U.S. Sen. Bob Corker likely to oppose Janet Yellen as Fed chairman

U.S. Sen. Bob Corker likely to oppose Janet Yellen as Fed chairman

October 10th, 2013 by Dave Flessner in Business Around the Region

U.S. Sen. Bob Corker, R-Tenn.

Photo by Associated Press/Times Free Press.

Janet Yellen

Photo by Associated Press/Times Free Press.

U.S. Sen.
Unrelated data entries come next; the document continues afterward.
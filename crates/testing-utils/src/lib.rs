//! # Birthday Notifier Testing Utils
//!
//! Shared testing utilities for the birthday notifier workspace.
//!
//! - **Mock Repositories**: in-memory `PersonRepository` with failure injection
//! - **Mock Collaborators**: message queue, notification sink and idempotency store doubles
//! - **Test Data Builders**: `PersonBuilder`
//! - **Helpers**: polling utilities for async assertions
//!
//! Add this crate as a dev-dependency:
//!
//! ```toml
//! [dev-dependencies]
//! birthday-testing-utils = { path = "../testing-utils" }
//! ```

pub mod builders;
pub mod helpers;
pub mod mocks;

pub use builders::*;
pub use helpers::*;
pub use mocks::*;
Bob Corker, R-Tenn., said Wednesday he is likely to oppose the nomination of Federal Reserve Vice Chairwoman Janet Yellen to become Fed chairman.

But the Chattanooga Republican still expects she likely will be confirmed by the Democrat-controlled U.S. Senate as the first woman to lead the U.S. central bank.
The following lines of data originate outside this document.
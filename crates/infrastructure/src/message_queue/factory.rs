use std::sync::Arc;

use birthday_core::config::{MessageQueueConfig, MessageQueueType};
use birthday_core::traits::MessageQueue;
use birthday_core::NotifierResult;
use tracing::{debug, info};

use super::{InMemoryMessageQueue, InMemoryQueueConfig, RedisStreamConfig, RedisStreamMessageQueue};

pub struct MessageQueueFactory;

impl MessageQueueFactory {
    /// 按配置创建消息队列，`consumer_name` 用作Redis消费者组内的消费者名称
    pub async fn create(
        config: &MessageQueueConfig,
        consumer_name: &str,
    ) -> NotifierResult<Arc<dyn MessageQueue>> {
        debug!("Creating message queue with type: {:?}", config.r#type);

        let queue: Arc<dyn MessageQueue> = match config.r#type {
            MessageQueueType::InMemory => {
                info!("Initializing in-memory message queue");
                Arc::new(InMemoryMessageQueue::with_config(Self::in_memory_config(config)))
            }
            MessageQueueType::RedisStream => {
                info!("Initializing Redis Stream message queue");
                Arc::new(RedisStreamMessageQueue::new(Self::redis_config(config, consumer_name)).await?)
            }
        };

        queue.create_queue(&config.queue_name).await?;
        queue.create_queue(&config.dead_letter_queue).await?;
        Ok(queue)
    }

    pub fn in_memory_config(config: &MessageQueueConfig) -> InMemoryQueueConfig {
        InMemoryQueueConfig {
            max_retries: config.max_retries,
            visibility_timeout: config.visibility_timeout(),
            dead_letter_queue: Some(config.dead_letter_queue.clone()),
        }
    }

    pub fn redis_config(config: &MessageQueueConfig, consumer_name: &str) -> RedisStreamConfig {
        RedisStreamConfig {
            url: config.url.clone(),
            consumer_group: config.consumer_group.clone(),
            consumer_name: consumer_name.to_string(),
            max_retries: config.max_retries,
            visibility_timeout: config.visibility_timeout(),
            dead_letter_queue: Some(config.dead_letter_queue.clone()),
        }
    }
}

#[cfg(test)]
mod tests {
    use super::*;
    use birthday_core::models::Message;

    #[tokio::test]
    async fn test_create_in_memory_queue_with_declared_queues() {
        let config = MessageQueueConfig::default();
        let queue = MessageQueueFactory::create(&config, "worker-001").await.unwrap();

        assert_eq!(queue.get_queue_size(&config.queue_name).await.unwrap(), 0);
        assert_eq!(queue.get_queue_size(&config.dead_letter_queue).await.unwrap(), 0);

        queue
            .publish_message(&config.queue_name, &Message::new("hello"))
            .await
            .unwrap();
        assert_eq!(queue.get_queue_size(&config.queue_name).await.unwrap(), 1);
    }

    #[test]
    fn test_redis_config_mapping() {
        let config = MessageQueueConfig {
            r#type: MessageQueueType::RedisStream,
            max_retries: 5,
            ..Default::default()
        };
        let redis = MessageQueueFactory::redis_config(&config, "worker-007");
        assert_eq!(redis.consumer_name, "worker-007");
        assert_eq!(redis.max_retries, 5);
        assert_eq!(redis.dead_letter_queue.as_deref(), Some(config.dead_letter_queue.as_str()));
    }
}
Corker, a member of the Senate Banking Committee who opposed Yellen's nomination to the Federal Reserve Bank in 2010, has criticized Yellen for being too dovish in supporting easy monetary policies at the Fed.

Corker wants the Fed to end its $85 billion-a-month bond buying program, which he worries is pumping too much money into the economy and risking a resurgence of inflation or an economic bubble.

"I am more of an "eat your vegetables" kind of guy," Corker said during an interview on CNBC's Squawk Box. "I'm not a chocolate pie kind of guy and that's where we've been with the Fed for a long, long time."

Corker said it's still too early to judge the Fed's success with its interest rate reductions and quantitative easing during and after the recent recession.

Supporters suggest the Fed's stimulative policy helped avoid an even bigger downturn and fears of inflation have yet to materialize with the consumer price index rising less than 2 percent in the past year.

"The trade is halfway on and it's hard to say what the effects will be in the long run," Corker said.

"It's kind of like halftime in the national championship and we're handing off to a new player. The challenge is moving away from this [third phase of quantitative easing and bond buying by the Fed]."

Corker said Yellen's confirmation hearings this fall in the Senate "will probably be the most enlightening hearing in modern history" as Senators probe the nominee for her views on ending the Fed's bond buying program and ways the Fed will phase out its unprecedented stimulative monetary approach as the economy improves.

"She wasn't someone I could support in 2010 and I doubt that is going to change, but the president looks like he has consolidated his base and I don't know how tough her nomination will actually be," Corker said.

"I want to make sure that she doesn't see herself as an enabler of bad policy from the Congress itself," he said.